PROBLEM DESCRIPTION
Retype the records below exactly as they appear.

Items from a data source
- - - -
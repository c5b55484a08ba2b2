use std::collections::BTreeMap;

use serde::{Deserialize, Serialize};

use crate::series::{DateRange, DateSeries};

#[derive(Clone, Debug, PartialEq, Eq, Deserialize, Serialize)]
pub struct StrengthSummary {
    /// Days in the last 7 with a real workout.
    pub weekly_workouts: u32,
    /// All-time count per workout label. NULL and "None" entries are not counted.
    pub workout_counts: BTreeMap<String, u32>,
}

pub fn summarize_strength(
    recent: &DateSeries,
    history: &DateSeries,
    week: DateRange,
) -> StrengthSummary {
    let weekly_workouts = recent
        .in_range(week)
        .filter(|r| r.workout_label().is_some())
        .count() as u32;

    let mut workout_counts = BTreeMap::new();
    for label in history.iter().filter_map(|r| r.workout_label()) {
        *workout_counts.entry(label.to_string()).or_insert(0) += 1;
    }

    StrengthSummary {
        weekly_workouts,
        workout_counts,
    }
}

#[cfg(test)]
mod tests {
    use super::*;
    use chrono::NaiveDate;
    use health_tracker_store::DailyRecord;

    fn day(d: u32) -> NaiveDate {
        NaiveDate::from_ymd_opt(2025, 7, d).unwrap()
    }

    fn workout(d: u32, label: Option<&str>) -> DailyRecord {
        DailyRecord {
            strength_workout_type: label.map(str::to_string),
            ..DailyRecord::new(day(d))
        }
    }

    #[test]
    fn sentinel_and_null_are_not_workouts() {
        let history: DateSeries = vec![
            workout(1, Some("Core")),
            workout(2, Some("Lower Body")),
            workout(8, Some("None")),
            workout(9, None),
            workout(10, Some("Core")),
            workout(11, Some("Full Body")),
        ]
        .into_iter()
        .collect();
        let week = DateRange::ending_at(day(14), 7);

        let out = summarize_strength(&history, &history, week);
        assert_eq!(out.weekly_workouts, 2);
        assert_eq!(out.workout_counts.get("Core"), Some(&2));
        assert_eq!(out.workout_counts.get("Lower Body"), Some(&1));
        assert_eq!(out.workout_counts.get("Full Body"), Some(&1));
        assert!(!out.workout_counts.contains_key("None"));
        assert_eq!(out.workout_counts.len(), 3);
    }

    #[test]
    fn empty_history_has_no_counts() {
        let empty = DateSeries::default();
        let out = summarize_strength(&empty, &empty, DateRange::ending_at(day(7), 7));
        assert_eq!(out.weekly_workouts, 0);
        assert!(out.workout_counts.is_empty());
    }
}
- - - -
RESPONSE FOR THIS EXERCISE
repository c5b55484a08ba2b2
use std::collections::BTreeMap;

use serde::{Deserialize, Serialize};

use crate::series::{DateRange, DateSeries};

#[derive(Clone, Debug, PartialEq, Eq, Deserialize, Serialize)]
pub struct StrengthSummary {
    /// Days in the last 7 with a real workout.
    pub weekly_workouts: u32,
    /// All-time count per workout label. NULL and "None" entries are not counted.
    pub workout_counts: BTreeMap<String, u32>,
}

pub fn summarize_strength(
    recent: &DateSeries,
    history: &DateSeries,
    week: DateRange,
) -> StrengthSummary {
    let weekly_workouts = recent
        .in_range(week)
        .filter(|r| r.workout_label().is_some())
        .count() as u32;

    let mut workout_counts = BTreeMap::new();
    for label in history.iter().filter_map(|r| r.workout_label()) {
        *workout_counts.entry(label.to_string()).or_insert(0) += 1;
    }

    StrengthSummary {
        weekly_workouts,
        workout_counts,
    }
}

#[cfg(test)]
mod tests {
    use super::*;
    use chrono::NaiveDate;
    use health_tracker_store::DailyRecord;

    fn day(d: u32) -> NaiveDate {
        NaiveDate::from_ymd_opt(2025, 7, d).unwrap()
    }

    fn workout(d: u32, label: Option<&str>) -> DailyRecord {
        DailyRecord {
            strength_workout_type: label.map(str::to_string),
            ..DailyRecord::new(day(d))
        }
    }

    #[test]
    fn sentinel_and_null_are_not_workouts() {
        let history: DateSeries = vec![
            workout(1, Some("Core")),
            workout(2, Some("Lower Body")),
            workout(8, Some("None")),
            workout(9, None),
            workout(10, Some("Core")),
            workout(11, Some("Full Body")),
        ]
        .into_iter()
        .collect();
        let week = DateRange::ending_at(day(14), 7);

        let out = summarize_strength(&history, &history, week);
        assert_eq!(out.weekly_workouts, 2);
        assert_eq!(out.workout_counts.get("Core"), Some(&2));
        assert_eq!(out.workout_counts.get("Lower Body"), Some(&1));
        assert_eq!(out.workout_counts.get("Full Body"), Some(&1));
        assert!(!out.workout_counts.contains_key("None"));
        assert_eq!(out.workout_counts.len(), 3);
    }

    #[test]
    fn empty_history_has_no_counts() {
        let empty = DateSeries::default();
        let out = summarize_strength(&empty, &empty, DateRange::ending_at(day(7), 7));
        assert_eq!(out.weekly_workouts, 0);
        assert!(out.workout_counts.is_empty());
    }
}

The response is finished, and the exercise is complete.